Von Kraken und Katzen (oder Japanern, Deutschen und Vietnamesen)

Was bedeutet es eigentlich, wenn zwei Kulturen aufeinandertreffen, die auf den ersten Blick unterschiedlicher kaum sein könnten? Welche Gegensätze, welche Stereotype machen sich bemerkbar, wo liegt der Stoff für Konflikte – und wo die Möglichkeit für eine Verständigung oder Lösung? Der in Berlin lebende Autor Christoph Peters ist seit etlichen Jahren schon spezialisiert auf den Zusammenprall von japanischer und europäischer bzw. deutscher Kultur. Er ist ein Wanderer zwischen den Welten – zwischen Deutschland und Japan, zwischen Teezeremonie und meisterhaftem Keramikhandwerk, zwischen brutalem Yakuza-Thriller und der subtilen Komik der Verständigung.

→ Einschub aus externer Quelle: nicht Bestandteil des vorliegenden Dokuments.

//! Serialization utilities for simulation state.

use crate::world::Snapshot;

/// Serialize a snapshot to JSON bytes.
pub fn snapshot_to_json(snapshot: &Snapshot) -> Result<Vec<u8>, serde_json::Error> {
    serde_json::to_vec(snapshot)
}

/// Serialize a snapshot to a JSON string.
pub fn snapshot_to_json_string(snapshot: &Snapshot) -> Result<String, serde_json::Error> {
    serde_json::to_string(snapshot)
}

/// Deserialize a snapshot from JSON bytes.
pub fn snapshot_from_json(data: &[u8]) -> Result<Snapshot, serde_json::Error> {
    serde_json::from_slice(data)
}

/// Deserialize a snapshot from a JSON string.
pub fn snapshot_from_json_string(data: &str) -> Result<Snapshot, serde_json::Error> {
    serde_json::from_str(data)
}
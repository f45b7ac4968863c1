//! Obstacle field - lane layout, wraparound motion and the per-tick map.

use crate::components::{Direction, GridDims, Obstacle};
use crate::config::SimConfig;
use crate::grid::{build_cost_map, GameMap};
use bevy_ecs::prelude::*;

/// Lay out the alternating obstacle lanes.
///
/// Lanes sit on every other row from row 1 up to `rows - 2`. Each lane holds
/// one obstacle every 4 columns; lanes with `row % 4 == 1` run right and are
/// offset by `(j + row) % cols`, the others run left and are offset by
/// `(cols - 1 - j - row) mod cols`.
pub fn create_obstacles(dims: GridDims) -> Vec<Obstacle> {
    let mut obstacles = Vec::new();
    if dims.cols == 0 {
        return obstacles;
    }
    let cols = dims.cols as i64;

    for row in (1..dims.rows.saturating_sub(1)).step_by(2) {
        let direction = Direction::for_lane(row);
        for j in (0..dims.cols).step_by(4) {
            let offset = match direction {
                Direction::Right => (j as i64 + row as i64).rem_euclid(cols),
                Direction::Left => (cols - 1 - j as i64 - row as i64).rem_euclid(cols),
            };
            obstacles.push(Obstacle::new(row, offset as usize, direction, 1));
        }
    }
    obstacles
}

/// Advance every obstacle one tick.
pub fn advance_obstacles(obstacles: &mut [Obstacle], cols: usize) {
    for obstacle in obstacles {
        obstacle.advance(cols);
    }
}

/// System that moves every obstacle along its lane.
pub fn obstacle_motion_system(dims: Res<GridDims>, mut query: Query<&mut Obstacle>) {
    for mut obstacle in query.iter_mut() {
        obstacle.advance(dims.cols);
    }
}

/// System that rebuilds the game map from the current obstacle positions.
pub fn cost_map_system(
    dims: Res<GridDims>,
    config: Res<SimConfig>,
    query: Query<&Obstacle>,
    mut map: ResMut<GameMap>,
) {
    *map = build_cost_map(query.iter(), *dims, config.penalty_enabled);
}
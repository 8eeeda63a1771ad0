//! Variable reference resolution for configuration values.
//!
//! Supports `${section.option}` syntax for cross-referencing values within config.
//! Use `$${...}` to escape and produce a literal `${...}`.

use std::collections::HashMap;

use super::source::find_key;
use super::ConfigError;
use toml::{Table, Value};

/// Resolves all `${path.to.field}` references in the configuration table.
///
/// Referenced strings are resolved recursively against the unresolved table,
/// so escapes are interpreted exactly once. A reference chain that returns
/// to a path already being resolved is reported as circular. Path segments
/// match keys the same way [`Config::get`](super::Config::get) does.
pub fn resolve_references(table: &mut Table) -> Result<(), ConfigError> {
    let root = table.clone();
    let mut resolver = Resolver {
        root: &root,
        stack: Vec::new(),
        resolved: HashMap::new(),
    };
    resolver.resolve_table(table)
}

struct Resolver<'a> {
    root: &'a Table,
    /// Paths whose expansion is in progress.
    stack: Vec<String>,
    /// Fully expanded referenced paths; each is expanded at most once.
    resolved: HashMap<String, String>,
}

impl Resolver<'_> {
    fn resolve_table(&mut self, table: &mut Table) -> Result<(), ConfigError> {
        for (_key, value) in table.iter_mut() {
            self.resolve_value(value)?;
        }
        Ok(())
    }

    fn resolve_value(&mut self, value: &mut Value) -> Result<(), ConfigError> {
        match value {
            Value::String(s) => {
                *s = self.resolve_string(s)?;
                Ok(())
            }
            Value::Table(t) => self.resolve_table(t),
            Value::Array(arr) => {
                for item in arr.iter_mut() {
                    self.resolve_value(item)?;
                }
                Ok(())
            }
            _ => Ok(()),
        }
    }

    /// Expands every `${...}` reference in `s`, handling `$$` escapes.
    fn resolve_string(&mut self, s: &str) -> Result<String, ConfigError> {
        let mut result = String::with_capacity(s.len());
        let mut chars = s.chars().peekable();

        while let Some(ch) = chars.next() {
            if ch != '$' {
                result.push(ch);
                continue;
            }
            match chars.peek() {
                Some('$') => {
                    chars.next();
                    result.push('$');
                }
                Some('{') => {
                    chars.next();
                    let path =
                        consume_until(&mut chars, '}').ok_or(ConfigError::UnclosedReference)?;
                    result.push_str(&self.lookup_path(&path)?);
                }
                _ => result.push('$'),
            }
        }

        Ok(result)
    }

    /// Looks up a dotted path and returns its fully resolved string form.
    fn lookup_path(&mut self, path: &str) -> Result<String, ConfigError> {
        if let Some(done) = self.resolved.get(path) {
            return Ok(done.clone());
        }

        let root = self.root;
        let resolved = match find_path(root, path)? {
            Value::String(s) => {
                if self.stack.iter().any(|p| p == path) {
                    return Err(ConfigError::CircularReference);
                }
                self.stack.push(path.to_string());
                let resolved = self.resolve_string(s);
                self.stack.pop();
                resolved?
            }
            Value::Integer(i) => i.to_string(),
            Value::Float(f) => f.to_string(),
            Value::Boolean(b) => b.to_string(),
            Value::Datetime(dt) => dt.to_string(),
            Value::Array(_) | Value::Table(_) => {
                return Err(ConfigError::NonScalarReference(path.to_string()));
            }
        };

        self.resolved.insert(path.to_string(), resolved.clone());
        Ok(resolved)
    }
}

/// Consumes characters until the delimiter, returning the collected string.
fn consume_until(chars: &mut std::iter::Peekable<std::str::Chars>, delim: char) -> Option<String> {
    let mut result = String::new();
    for ch in chars.by_ref() {
        if ch == delim {
            return Some(result);
        }
        result.push(ch);
    }
    None
}

fn find_path<'a>(root: &'a Table, path: &str) -> Result<&'a Value, ConfigError> {
    let parts: Vec<&str> = path.split('.').collect();
    if parts.iter().any(|p| p.is_empty()) {
        return Err(ConfigError::InvalidReferencePath(path.to_string()));
    }

    let not_found = || ConfigError::ReferenceNotFound(path.to_string());

    let mut current = find_key(root, parts[0]).ok_or_else(not_found)?;
    for part in &parts[1..] {
        current = current
            .as_table()
            .and_then(|t| find_key(t, part))
            .ok_or_else(not_found)?;
    }
    Ok(current)
}

#[cfg(test)]
mod tests {
    use super::*;

    fn make_table(toml_str: &str) -> Table {
        toml::from_str(toml_str).unwrap()
    }

    #[test]
    fn test_simple_reference() {
        let mut table = make_table(
            r#"
            host = "localhost"
            url = "mongodb://${host}/"
            "#,
        );
        resolve_references(&mut table).unwrap();
        assert_eq!(table["url"].as_str().unwrap(), "mongodb://localhost/");
    }

    #[test]
    fn test_nested_path_with_integer() {
        let mut table = make_table(
            r#"
            [MongoServer]
            address = "db.example.com"
            port = 27017

            [Report]
            target = "${MongoServer.address}:${MongoServer.port}"
            "#,
        );
        resolve_references(&mut table).unwrap();
        assert_eq!(
            table["Report"]["target"].as_str().unwrap(),
            "db.example.com:27017"
        );
    }

    #[test]
    fn test_chained_references() {
        let mut table = make_table(
            r#"
            a = "hello"
            b = "${a} world"
            c = "${b}!"
            "#,
        );
        resolve_references(&mut table).unwrap();
        assert_eq!(table["c"].as_str().unwrap(), "hello world!");
    }

    #[test]
    fn test_escape_survives_other_references() {
        let mut table = make_table(
            r#"
            home = "/home/foil"
            key = "${home}/.ssh/key"
            literal = "use $${VAR} for env vars"
            "#,
        );
        resolve_references(&mut table).unwrap();
        assert_eq!(table["key"].as_str().unwrap(), "/home/foil/.ssh/key");
        assert_eq!(table["literal"].as_str().unwrap(), "use ${VAR} for env vars");
    }

    #[test]
    fn test_lone_dollar_is_kept() {
        let mut table = make_table(r#"password = "pa$s""#);
        resolve_references(&mut table).unwrap();
        assert_eq!(table["password"].as_str().unwrap(), "pa$s");
    }

    #[test]
    fn test_circular_reference() {
        let mut table = make_table(
            r#"
            a = "${b}"
            b = "${a}"
            "#,
        );
        let result = resolve_references(&mut table);
        assert!(matches!(result, Err(ConfigError::CircularReference)));
    }

    #[test]
    fn test_self_reference() {
        let mut table = make_table(r#"a = "x${a}""#);
        let result = resolve_references(&mut table);
        assert!(matches!(result, Err(ConfigError::CircularReference)));
    }

    #[test]
    fn test_missing_reference() {
        let mut table = make_table(r#"url = "${nonexistent.path}""#);
        let result = resolve_references(&mut table);
        assert!(matches!(result, Err(ConfigError::ReferenceNotFound(_))));
    }

    #[test]
    fn test_invalid_and_unclosed_references() {
        let mut table = make_table(r#"url = "${a..b}""#);
        assert!(matches!(
            resolve_references(&mut table),
            Err(ConfigError::InvalidReferencePath(_))
        ));

        let mut table = make_table(r#"url = "${host""#);
        assert!(matches!(
            resolve_references(&mut table),
            Err(ConfigError::UnclosedReference)
        ));
    }

    #[test]
    fn test_non_scalar_reference() {
        let mut table = make_table(
            r#"
            value = "${section}"
            [section]
            option = 1
            "#,
        );
        assert!(matches!(
            resolve_references(&mut table),
            Err(ConfigError::NonScalarReference(_))
        ));
    }

    #[test]
    fn test_reference_matches_keys_ignoring_case() {
        let mut table = make_table(
            r#"
            [MongoServer]
            address = "db.example.com"

            [SSHTunnel]
            ssh_host = "${mongoserver.ADDRESS}"
            "#,
        );
        resolve_references(&mut table).unwrap();
        assert_eq!(table["SSHTunnel"]["ssh_host"].as_str().unwrap(), "db.example.com");
    }

    #[test]
    fn test_doubling_chain_resolves() {
        // Each level references the previous one twice, so 40 levels would take
        // 2^40 lookups if resolved paths were expanded again on every use.
        let mut source = String::from("a0 = \"\"\n");
        for i in 1..=40 {
            source.push_str(&format!("a{i} = \"${{a{prev}}}${{a{prev}}}\"\n", prev = i - 1));
        }
        source.push_str("b0 = \"x\"\nb1 = \"${b0}${b0}\"\nb2 = \"${b1}${b1}\"\n");
        let mut table = make_table(&source);

        resolve_references(&mut table).unwrap();
        assert_eq!(table["a40"].as_str().unwrap(), "");
        assert_eq!(table["b2"].as_str().unwrap(), "xxxx");
    }

    #[test]
    fn test_array_values() {
        let mut table = make_table(
            r#"
            base = "/data"
            paths = ["${base}/a", "${base}/b"]
            "#,
        );
        resolve_references(&mut table).unwrap();
        let paths = table["paths"].as_array().unwrap();
        assert_eq!(paths[0].as_str().unwrap(), "/data/a");
        assert_eq!(paths[1].as_str().unwrap(), "/data/b");
    }
}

Herr Yamashiro bevorzugt Kartoffeln

Wobei in meinen Augen letzteres besser gelingt. Herr Yamashiro bevorzugt Kartoffeln ist für mich eines der ungewöhnlichsten, amüsantesten und zu Unrecht übersehenen Bücher der deutschen Gegenwartsliteratur – von großer Herzlichkeit, Wärme und Zuneigung beiden Kulturen gegenüber. Noch dazu verschafft das Buch dem Leser einen inspirierenden, kenntnisreichen Einblick in die japanischer Töpferkunst.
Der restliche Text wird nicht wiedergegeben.